* [Task to carry out] Each line below should be written out again exactly.

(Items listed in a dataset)
———
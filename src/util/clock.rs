//! Time source used for session ids, synthesized filenames and manifests.
//!
//! Everything that stamps a capture reads the time through [`Clock`] so tests
//! can pin it with [`FixedClock`].

use chrono::{DateTime, Utc};

pub trait Clock: Send + Sync {
    fn now(&self) -> DateTime<Utc>;

    /// Milliseconds since the Unix epoch.
    fn timestamp_ms(&self) -> i64 {
        self.now().timestamp_millis()
    }
}

/// Wall-clock time.
#[derive(Debug, Clone, Copy, Default)]
pub struct SystemClock;

impl Clock for SystemClock {
    fn now(&self) -> DateTime<Utc> {
        Utc::now()
    }
}

/// Always reports the same instant.
#[derive(Debug, Clone, Copy)]
pub struct FixedClock(pub DateTime<Utc>);

impl FixedClock {
    pub fn from_millis(ms: i64) -> Self {
        Self(DateTime::from_timestamp_millis(ms).unwrap_or_default())
    }
}

impl Clock for FixedClock {
    fn now(&self) -> DateTime<Utc> {
        self.0
    }
}
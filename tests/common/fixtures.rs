//! Fixture pages and archive helpers

use std::collections::BTreeMap;
use std::io::{Cursor, Read};

/// A page with one of everything the agent looks for.
pub const SHOP_PAGE: &str = r#"<!DOCTYPE html>
<html>
<head>
  <title>Corner Shop</title>
  <style>body{margin:0}</style>
  <link rel="stylesheet" href="/css/site.css">
  <link rel="stylesheet" href="/css/missing.css">
  <script>window.shop = {};</script>
  <script src="/js/cart.js"></script>
  <script src="https://cdn.example.net/lib/analytics.js"></script>
  <script src="chrome-extension://abcdef/inject.js"></script>
</head>
<body>
  <h1>Corner Shop</h1>
  <img src="/img/logo.png">
</body>
</html>"#;

pub const SITE_CSS: &str = "h1{color:teal}";
pub const CART_JS: &str = "function addToCart(id){}";

/// Unpack a zip into path -> content.
pub fn unzip(bytes: &[u8]) -> BTreeMap<String, String> {
    let mut archive = zip::ZipArchive::new(Cursor::new(bytes)).expect("valid zip");
    let mut entries = BTreeMap::new();
    for i in 0..archive.len() {
        let mut entry = archive.by_index(i).expect("zip entry");
        let mut content = String::new();
        entry.read_to_string(&mut content).expect("utf-8 entry");
        entries.insert(entry.name().to_string(), content);
    }
    entries
}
———
* [Exercise output]
filename src/util/clock.rs
//! Time source used for session ids, synthesized filenames and manifests.
//!
//! Everything that stamps a capture reads the time through [`Clock`] so tests
//! can pin it with [`FixedClock`].

use chrono::{DateTime, Utc};

pub trait Clock: Send + Sync {
    fn now(&self) -> DateTime<Utc>;

    /// Milliseconds since the Unix epoch.
    fn timestamp_ms(&self) -> i64 {
        self.now().timestamp_millis()
    }
}

/// Wall-clock time.
#[derive(Debug, Clone, Copy, Default)]
pub struct SystemClock;

impl Clock for SystemClock {
    fn now(&self) -> DateTime<Utc> {
        Utc::now()
    }
}

/// Always reports the same instant.
#[derive(Debug, Clone, Copy)]
pub struct FixedClock(pub DateTime<Utc>);

impl FixedClock {
    pub fn from_millis(ms: i64) -> Self {
        Self(DateTime::from_timestamp_millis(ms).unwrap_or_default())
    }
}

impl Clock for FixedClock {
    fn now(&self) -> DateTime<Utc> {
        self.0
    }
}
filename tests/common/fixtures.rs
//! Fixture pages and archive helpers

use std::collections::BTreeMap;
use std::io::{Cursor, Read};

/// A page with one of everything the agent looks for.
pub const SHOP_PAGE: &str = r#"<!DOCTYPE html>
<html>
<head>
  <title>Corner Shop</title>
  <style>body{margin:0}</style>
  <link rel="stylesheet" href="/css/site.css">
  <link rel="stylesheet" href="/css/missing.css">
  <script>window.shop = {};</script>
  <script src="/js/cart.js"></script>
  <script src="https://cdn.example.net/lib/analytics.js"></script>
  <script src="chrome-extension://abcdef/inject.js"></script>
</head>
<body>
  <h1>Corner Shop</h1>
  <img src="/img/logo.png">
</body>
</html>"#;

pub const SITE_CSS: &str = "h1{color:teal}";
pub const CART_JS: &str = "function addToCart(id){}";

/// Unpack a zip into path -> content.
pub fn unzip(bytes: &[u8]) -> BTreeMap<String, String> {
    let mut archive = zip::ZipArchive::new(Cursor::new(bytes)).expect("valid zip");
    let mut entries = BTreeMap::new();
    for i in 0..archive.len() {
        let mut entry = archive.by_index(i).expect("zip entry");
        let mut content = String::new();
        entry.read_to_string(&mut content).expect("utf-8 entry");
        entries.insert(entry.name().to_string(), content);
    }
    entries
}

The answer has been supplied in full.